▸ **Work task**: Would you copy out, exactly as written, each line from the one containing "collapse, and flip" to the end of the records below?

Saved data entries:
────────────────────

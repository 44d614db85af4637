// SPDX-License-Identifier: Apache-2.0
// Copyright (c) 2025 Polyframe Inc.

//! Editing primitives: insert, change, delete, collapse, and flip
//!
//! Every primitive updates the neighbor sets and the edge table on the
//! same call, so the derived structures stay consistent with the
//! triangle array at every step.

use std::f64::consts::PI;

use nalgebra::Point3;
use tracing::{debug, info};

use crate::error::{MeshError, MeshResult};

use super::TriMesh;

/// Dihedral angle below which [`TriMesh::check_flip_edge`] considers a
/// pair of faces flat enough to flip (10 degrees).
const FLIP_ANGLE_THRESH: f64 = PI / 18.0;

────────────────────

▸ **Task output**:
//! Editing primitives: insert, change, delete, collapse, and flip
//!
//! Every primitive updates the neighbor sets and the edge table on the
//! same call, so the derived structures stay consistent with the
//! triangle array at every step.

use std::f64::consts::PI;

use nalgebra::Point3;
use tracing::{debug, info};

use crate::error::{MeshError, MeshResult};

use super::TriMesh;

/// Dihedral angle below which [`TriMesh::check_flip_edge`] considers a
/// pair of faces flat enough to flip (10 degrees).
const FLIP_ANGLE_THRESH: f64 = PI / 18.0;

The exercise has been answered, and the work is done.